Writing Prompts January 18, 2006Posted by Michael McVey in Lifelong Learning, Online Tools, Writing.
Years ago I taught at a wonderful and progressive Secondary School in York Region in Ontario. Most students in most schools had one choice of English course they could take unless they wanted to shift from Advanced level to General. Students at Thornlea, on the other hand, could choose from a wide range of courses from ones with a strong focus on literary analysis to courses that stressed writing. They could choose from courses with strong thematic elements such as Heroes and Villains or take courses with a drama component. As a new teacher to that school, I inherited courses that it seemed nobody wanted to teach.
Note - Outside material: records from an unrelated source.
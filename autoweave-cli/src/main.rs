// Developer tooling for plugin authors: validate a plugin directory the
// way the loader will, and sign its manifest over the covered files.

use std::fs;
use std::path::PathBuf;

use anyhow::{bail, Context, Result};
use clap::{Parser, Subcommand};

use autoweave_manifest::{
    sign_manifest_value, verify_signature, ManifestDocument, DEFAULT_DENYLIST, MANIFEST_FILE_NAME,
};
use autoweave_permissions::PermissionSet;

#[derive(Parser)]
#[command(name = "autoweave-cli", about = "AutoWeave plugin tooling")]
struct Cli {
    #[command(subcommand)]
    command: Command,
}

#[derive(Subcommand)]
enum Command {
    /// Validate a plugin directory: schema, field patterns, and content
    /// signature, exactly as the loader enforces them.
    Validate {
        /// Path to the plugin directory.
        plugin_dir: PathBuf,
    },
    /// Recompute the content digest and write it into the manifest's
    /// signature record.
    Sign {
        /// Path to the plugin directory.
        plugin_dir: PathBuf,
        /// Provenance string recorded in signature.signer.
        #[arg(long, default_value = "autoweave-cli")]
        signer: String,
    },
    /// Print the permission set the evaluator will derive.
    Permissions {
        /// Path to the plugin directory.
        plugin_dir: PathBuf,
    },
}

fn main() -> Result<()> {
    match Cli::parse().command {
        Command::Validate { plugin_dir } => validate(&plugin_dir),
        Command::Sign { plugin_dir, signer } => sign(&plugin_dir, &signer),
        Command::Permissions { plugin_dir } => permissions(&plugin_dir),
    }
}

fn load_document(plugin_dir: &PathBuf) -> Result<ManifestDocument> {
    let path = plugin_dir.join(MANIFEST_FILE_NAME);
    let bytes = fs::read(&path).with_context(|| format!("reading {}", path.display()))?;
    Ok(ManifestDocument::parse(&bytes)?)
}

fn validate(plugin_dir: &PathBuf) -> Result<()> {
    let document = load_document(plugin_dir)?;
    let manifest = document.validate(plugin_dir)?;
    verify_signature(&manifest, &document, plugin_dir, DEFAULT_DENYLIST)?;
    println!(
        "ok: {} v{} validates and its signature covers the tree",
        manifest.name, manifest.version
    );
    Ok(())
}

fn sign(plugin_dir: &PathBuf, signer: &str) -> Result<()> {
    let path = plugin_dir.join(MANIFEST_FILE_NAME);
    let bytes = fs::read(&path).with_context(|| format!("reading {}", path.display()))?;
    let mut value: serde_json::Value = serde_json::from_slice(&bytes)?;
    let Some(signature) = value.get_mut("signature") else {
        bail!("manifest has no signature record to fill in");
    };
    signature["signer"] = serde_json::Value::String(signer.to_string());

    let signed = sign_manifest_value(value, plugin_dir, DEFAULT_DENYLIST)?;
    fs::write(&path, serde_json::to_string_pretty(&signed)?)?;
    println!(
        "signed: {}",
        signed["signature"]["value"].as_str().unwrap_or_default()
    );
    Ok(())
}

fn permissions(plugin_dir: &PathBuf) -> Result<()> {
    let document = load_document(plugin_dir)?;
    let manifest = document.validate(plugin_dir)?;
    let set = PermissionSet::from_declaration(&manifest.permissions);
    println!("{}", serde_json::to_string_pretty(&set)?);
    Ok(())
}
One of these courses was called Journal Writing, which even at the time the course was given to me I thought a bit on the light side. The course used as a guide a workbook by Mark Hansen called Sources. The thinking behind it was that students can produce brilliant journal entries if they are given guidance on the topics that peel deeper into our psyche from simple observation of the world to observations of what is happening each of us. It worked very well and the students I had labored hard at their writing. I was inspired by that experience. Rather than just give my students the blank slate of a blog and ask them to write about their educational technology experiences, I provided a few questions to guide them. They are writing prompts only in the broadest sense:
- My First Computer
- Computers in My School Experience
- Instant Message Messes
- Viruses and Spyware
- Fun and Games
- The Dark Side of Computers
- When Projects Go Right
- When Projects Go Wrong
- The Future
Some of the blog entries are proving to be quite illuminating. One young lady in my class suggested that content or subject matter are not as important to learning to use computers as the sense of empowerment they provide and promote. She wrote:
When I was growing up “Kid Pix” taught me how to maneuver the mouse and how to be more creative. While I didn’t understand much about what I was actually accomplishing by working on the computer, looking back I can see that by working on [it] at a young age, it helped me not to be intimidated by other computers I would be working on in the future.